- DIRECTIONS:
From the entries that follow, copy each line containing the word "inbox".

Saved entries:
+===+
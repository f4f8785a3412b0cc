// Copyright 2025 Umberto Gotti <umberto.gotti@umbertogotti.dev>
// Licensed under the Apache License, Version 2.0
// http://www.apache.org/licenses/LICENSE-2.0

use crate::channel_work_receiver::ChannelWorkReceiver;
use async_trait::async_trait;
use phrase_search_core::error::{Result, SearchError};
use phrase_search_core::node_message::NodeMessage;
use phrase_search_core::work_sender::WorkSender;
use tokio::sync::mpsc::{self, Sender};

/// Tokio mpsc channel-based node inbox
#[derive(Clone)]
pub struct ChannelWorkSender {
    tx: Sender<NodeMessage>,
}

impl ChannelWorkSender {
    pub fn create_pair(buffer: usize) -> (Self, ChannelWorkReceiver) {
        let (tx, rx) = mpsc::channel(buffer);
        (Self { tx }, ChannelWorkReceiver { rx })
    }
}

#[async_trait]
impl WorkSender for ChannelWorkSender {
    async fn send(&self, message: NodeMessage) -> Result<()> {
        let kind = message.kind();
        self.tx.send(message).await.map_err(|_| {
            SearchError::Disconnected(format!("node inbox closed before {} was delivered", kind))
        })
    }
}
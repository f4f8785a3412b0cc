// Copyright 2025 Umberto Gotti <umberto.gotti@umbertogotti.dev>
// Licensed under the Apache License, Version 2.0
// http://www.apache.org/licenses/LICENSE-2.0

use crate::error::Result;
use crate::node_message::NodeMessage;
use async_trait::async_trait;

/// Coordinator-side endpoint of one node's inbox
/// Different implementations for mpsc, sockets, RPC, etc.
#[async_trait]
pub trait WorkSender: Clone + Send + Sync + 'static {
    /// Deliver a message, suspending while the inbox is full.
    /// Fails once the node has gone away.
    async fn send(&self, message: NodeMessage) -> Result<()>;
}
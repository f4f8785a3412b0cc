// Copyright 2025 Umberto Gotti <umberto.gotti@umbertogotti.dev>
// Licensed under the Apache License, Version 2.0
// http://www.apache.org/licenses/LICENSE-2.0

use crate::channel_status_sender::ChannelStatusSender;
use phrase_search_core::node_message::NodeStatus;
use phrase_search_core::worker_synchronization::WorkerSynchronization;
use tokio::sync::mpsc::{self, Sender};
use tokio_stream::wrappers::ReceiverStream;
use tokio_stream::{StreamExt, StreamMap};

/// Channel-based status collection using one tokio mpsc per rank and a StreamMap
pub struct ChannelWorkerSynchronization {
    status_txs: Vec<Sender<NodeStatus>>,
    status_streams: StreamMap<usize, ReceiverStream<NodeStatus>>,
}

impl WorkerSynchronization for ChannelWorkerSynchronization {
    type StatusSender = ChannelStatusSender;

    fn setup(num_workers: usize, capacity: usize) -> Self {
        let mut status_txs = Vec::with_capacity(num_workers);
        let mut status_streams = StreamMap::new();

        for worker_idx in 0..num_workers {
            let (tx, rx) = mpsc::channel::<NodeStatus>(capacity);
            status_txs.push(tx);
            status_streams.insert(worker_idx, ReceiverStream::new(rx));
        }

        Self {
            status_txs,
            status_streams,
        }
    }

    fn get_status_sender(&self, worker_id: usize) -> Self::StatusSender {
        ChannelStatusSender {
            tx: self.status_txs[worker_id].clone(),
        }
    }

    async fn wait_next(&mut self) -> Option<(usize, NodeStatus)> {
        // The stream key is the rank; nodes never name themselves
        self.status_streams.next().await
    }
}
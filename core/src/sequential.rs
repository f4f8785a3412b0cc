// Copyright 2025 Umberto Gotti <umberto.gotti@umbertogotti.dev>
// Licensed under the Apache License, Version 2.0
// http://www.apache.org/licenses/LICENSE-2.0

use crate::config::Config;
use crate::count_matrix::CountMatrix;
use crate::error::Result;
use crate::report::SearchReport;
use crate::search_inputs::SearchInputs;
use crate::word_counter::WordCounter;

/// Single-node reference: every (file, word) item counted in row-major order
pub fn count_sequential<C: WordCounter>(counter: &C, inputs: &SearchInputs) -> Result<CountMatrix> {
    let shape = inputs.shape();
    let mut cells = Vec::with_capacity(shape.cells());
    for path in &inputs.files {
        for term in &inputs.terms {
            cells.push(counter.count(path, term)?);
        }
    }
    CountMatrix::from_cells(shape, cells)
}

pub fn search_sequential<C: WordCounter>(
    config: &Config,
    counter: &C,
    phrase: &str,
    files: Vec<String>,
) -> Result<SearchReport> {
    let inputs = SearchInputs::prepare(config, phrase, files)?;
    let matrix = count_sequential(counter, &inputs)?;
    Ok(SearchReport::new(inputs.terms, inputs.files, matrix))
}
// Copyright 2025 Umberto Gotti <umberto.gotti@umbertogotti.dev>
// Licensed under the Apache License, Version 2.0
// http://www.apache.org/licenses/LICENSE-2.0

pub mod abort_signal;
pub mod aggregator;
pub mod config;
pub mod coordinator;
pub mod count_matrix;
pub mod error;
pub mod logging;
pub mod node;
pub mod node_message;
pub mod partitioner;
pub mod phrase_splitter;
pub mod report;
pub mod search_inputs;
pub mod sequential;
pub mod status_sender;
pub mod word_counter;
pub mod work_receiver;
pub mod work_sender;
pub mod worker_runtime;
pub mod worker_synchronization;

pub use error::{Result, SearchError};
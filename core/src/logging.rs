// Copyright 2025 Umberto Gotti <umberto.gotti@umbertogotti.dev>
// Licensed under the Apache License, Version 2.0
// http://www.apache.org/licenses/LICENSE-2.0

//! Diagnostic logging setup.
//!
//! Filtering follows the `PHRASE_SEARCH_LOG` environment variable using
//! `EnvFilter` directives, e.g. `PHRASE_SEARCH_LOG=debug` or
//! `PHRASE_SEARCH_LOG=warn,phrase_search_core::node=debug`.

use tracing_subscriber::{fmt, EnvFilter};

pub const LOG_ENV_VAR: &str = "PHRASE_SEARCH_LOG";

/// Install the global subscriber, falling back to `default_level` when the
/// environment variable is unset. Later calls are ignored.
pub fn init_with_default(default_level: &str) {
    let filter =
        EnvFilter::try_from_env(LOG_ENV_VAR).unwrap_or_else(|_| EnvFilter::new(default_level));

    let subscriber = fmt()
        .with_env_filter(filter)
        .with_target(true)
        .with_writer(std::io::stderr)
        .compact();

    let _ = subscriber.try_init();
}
+===+
- RESPONSE TO THE TASK:
/// Tokio mpsc channel-based node inbox
            SearchError::Disconnected(format!("node inbox closed before {} was delivered", kind))
/// Coordinator-side endpoint of one node's inbox
    /// Deliver a message, suspending while the inbox is full.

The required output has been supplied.